- Records shown

//! Tests for the task dispatcher and its retry loop.

use super::*;
use crate::adapters::{InMemoryMessageStore, InMemoryWebhookStore};
use crate::github::{GithubError, ProjectItemFetcher};
use crate::pipeline::WebhookProcessor;
use crate::router::{ChannelRouter, RoutingConfig};
use crate::store::{NewWebhook, WebhookStore};
use crate::{DiscordChannel, WebhookSource};
use serde_json::json;
use std::collections::HashMap;
use std::sync::atomic::{AtomicUsize, Ordering};
use std::time::Duration;

// ============================================================================
// Fixture
// ============================================================================

/// Fetcher that fails with a transient API error a fixed number of times
/// before succeeding, counting every call.
struct FlakyFetcher {
    failures_before_success: usize,
    calls: AtomicUsize,
    permanent: bool,
}

impl FlakyFetcher {
    fn failing_times(n: usize) -> Self {
        Self {
            failures_before_success: n,
            calls: AtomicUsize::new(0),
            permanent: false,
        }
    }

    fn always_permanent() -> Self {
        Self {
            failures_before_success: usize::MAX,
            calls: AtomicUsize::new(0),
            permanent: true,
        }
    }

    fn calls(&self) -> usize {
        self.calls.load(Ordering::SeqCst)
    }
}

#[async_trait::async_trait]
impl ProjectItemFetcher for FlakyFetcher {
    async fn fetch_project_item(&self, _item_id: &str) -> Result<serde_json::Value, GithubError> {
        let call = self.calls.fetch_add(1, Ordering::SeqCst);
        if self.permanent {
            return Err(GithubError::NotEnriched);
        }
        if call < self.failures_before_success {
            return Err(GithubError::Api {
                status: 502,
                body: "bad gateway".to_string(),
            });
        }
        Ok(json!({
            "id": "PVTI_item1",
            "project": {
                "id": "PVT_board",
                "title": "Board",
                "url": "https://github.com/orgs/test/projects/1"
            },
            "content": {
                "__typename": "Issue",
                "id": "I_issue1",
                "title": "Test Issue",
                "url": "https://github.com/test-issue"
            }
        }))
    }
}

struct Fixture {
    webhooks: Arc<InMemoryWebhookStore>,
    fetcher: Arc<FlakyFetcher>,
    processor: Arc<WebhookProcessor>,
}

fn fixture(fetcher: FlakyFetcher) -> Fixture {
    let webhooks = Arc::new(InMemoryWebhookStore::new());
    let messages = Arc::new(InMemoryMessageStore::new());
    let fetcher = Arc::new(fetcher);

    let mut config = RoutingConfig {
        internal_channel: DiscordChannel::new("111", "internal-alerts"),
        ..Default::default()
    };
    config
        .projects
        .insert("PVT_board".to_string(), DiscordChannel::new("222", "board"));

    let processor = Arc::new(WebhookProcessor::new(
        webhooks.clone(),
        messages,
        fetcher.clone(),
        ChannelRouter::new(config),
    ));

    Fixture {
        webhooks,
        fetcher,
        processor,
    }
}

async fn create_github_webhook(webhooks: &InMemoryWebhookStore) -> crate::WebhookId {
    let mut meta = HashMap::new();
    meta.insert("x-github-event".to_string(), "projects_v2_item".to_string());
    let webhook = webhooks
        .create(
            NewWebhook::new(
                WebhookSource::Github,
                json!({
                    "action": "created",
                    "projects_v2_item": {"node_id": "PVTI_item1"},
                    "sender": {
                        "login": "testuser",
                        "html_url": "https://github.com/testuser"
                    }
                }),
            )
            .with_meta(meta),
        )
        .await
        .unwrap();
    webhook.id
}

async fn create_internal_webhook(webhooks: &InMemoryWebhookStore) -> crate::WebhookId {
    let webhook = webhooks
        .create(NewWebhook::new(
            WebhookSource::Internal,
            json!({"random": "content"}),
        ))
        .await
        .unwrap();
    webhook.id
}

/// Poll until the record is marked processed or the deadline passes.
async fn wait_until_processed(webhooks: &InMemoryWebhookStore, id: crate::WebhookId) -> bool {
    for _ in 0..200 {
        if let Ok(webhook) = webhooks.get(id).await {
            if webhook.processed_at.is_some() {
                return true;
            }
        }
        tokio::time::sleep(Duration::from_millis(5)).await;
    }
    false
}

fn fast_retries(max_attempts: u32) -> RetryPolicy {
    RetryPolicy {
        max_attempts,
        ..RetryPolicy::fixed(Duration::from_millis(1))
    }
}

// ============================================================================
// Tests
// ============================================================================

mod dispatcher_tests {
    use super::*;

    #[tokio::test]
    async fn test_enqueued_webhook_is_processed_asynchronously() {
        let f = fixture(FlakyFetcher::failing_times(0));
        let id = create_github_webhook(&f.webhooks).await;

        let (dispatcher, worker) = TaskDispatcher::start(f.processor.clone(), fast_retries(1));
        dispatcher.enqueue(id).unwrap();

        assert!(wait_until_processed(&f.webhooks, id).await);

        drop(dispatcher);
        worker.await.unwrap();
    }

    #[tokio::test]
    async fn test_transient_failure_is_retried_until_success() {
        let f = fixture(FlakyFetcher::failing_times(2));
        let id = create_github_webhook(&f.webhooks).await;

        let (dispatcher, worker) = TaskDispatcher::start(f.processor.clone(), fast_retries(5));
        dispatcher.enqueue(id).unwrap();

        assert!(wait_until_processed(&f.webhooks, id).await);
        assert_eq!(f.fetcher.calls(), 3);

        drop(dispatcher);
        worker.await.unwrap();
    }

    #[tokio::test]
    async fn test_retries_stop_at_attempt_bound() {
        let f = fixture(FlakyFetcher::failing_times(usize::MAX));
        let id = create_github_webhook(&f.webhooks).await;

        let (dispatcher, worker) = TaskDispatcher::start(f.processor.clone(), fast_retries(3));
        dispatcher.enqueue(id).unwrap();

        drop(dispatcher);
        worker.await.unwrap();

        assert_eq!(f.fetcher.calls(), 3);
        let webhook = f.webhooks.get(id).await.unwrap();
        assert!(webhook.processed_at.is_none());
    }

    #[tokio::test]
    async fn test_permanent_failure_is_not_retried() {
        let f = fixture(FlakyFetcher::always_permanent());
        let id = create_github_webhook(&f.webhooks).await;

        let (dispatcher, worker) = TaskDispatcher::start(f.processor.clone(), fast_retries(5));
        dispatcher.enqueue(id).unwrap();

        drop(dispatcher);
        worker.await.unwrap();

        assert_eq!(f.fetcher.calls(), 1);
    }

    #[tokio::test]
    async fn test_retrying_webhook_does_not_block_later_ones() {
        let f = fixture(FlakyFetcher::failing_times(usize::MAX));
        let stuck = create_github_webhook(&f.webhooks).await;
        let quick = create_internal_webhook(&f.webhooks).await;

        // Long backoff: the stuck webhook sleeps between attempts for far
        // longer than the poll deadline below.
        let slow_retries = RetryPolicy {
            max_attempts: 5,
            ..RetryPolicy::fixed(Duration::from_secs(30))
        };
        let (dispatcher, worker) = TaskDispatcher::start(f.processor.clone(), slow_retries);
        dispatcher.enqueue(stuck).unwrap();
        dispatcher.enqueue(quick).unwrap();

        assert!(wait_until_processed(&f.webhooks, quick).await);
        assert!(f.webhooks.get(stuck).await.unwrap().processed_at.is_none());

        worker.abort();
    }

    #[tokio::test]
    async fn test_queue_drains_before_worker_exits() {
        let f = fixture(FlakyFetcher::failing_times(0));
        let first = create_github_webhook(&f.webhooks).await;
        let second = create_github_webhook(&f.webhooks).await;

        let (dispatcher, worker) = TaskDispatcher::start(f.processor.clone(), fast_retries(1));
        dispatcher.enqueue(first).unwrap();
        dispatcher.enqueue(second).unwrap();
        drop(dispatcher);

        worker.await.unwrap();

        assert!(f.webhooks.get(first).await.unwrap().processed_at.is_some());
        assert!(f.webhooks.get(second).await.unwrap().processed_at.is_some());
    }

    #[tokio::test]
    async fn test_enqueue_after_worker_shutdown_is_closed() {
        let f = fixture(FlakyFetcher::failing_times(0));
        let (dispatcher, worker) = TaskDispatcher::start(f.processor.clone(), fast_retries(1));

        worker.abort();
        let _ = worker.await;

        let result = dispatcher.enqueue(crate::WebhookId::new());
        assert!(matches!(result, Err(DispatchError::Closed)));
    }

    #[tokio::test]
    async fn test_clones_feed_the_same_worker() {
        let f = fixture(FlakyFetcher::failing_times(0));
        let id = create_github_webhook(&f.webhooks).await;

        let (dispatcher, worker) = TaskDispatcher::start(f.processor.clone(), fast_retries(1));
        let clone = dispatcher.clone();
        clone.enqueue(id).unwrap();

        assert!(wait_until_processed(&f.webhooks, id).await);

        drop(dispatcher);
        drop(clone);
        worker.await.unwrap();
    }
}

- Task objective
Looking at the records above, tally the lines holding "Duration" and reply with that number only.

- Output for this exercise
4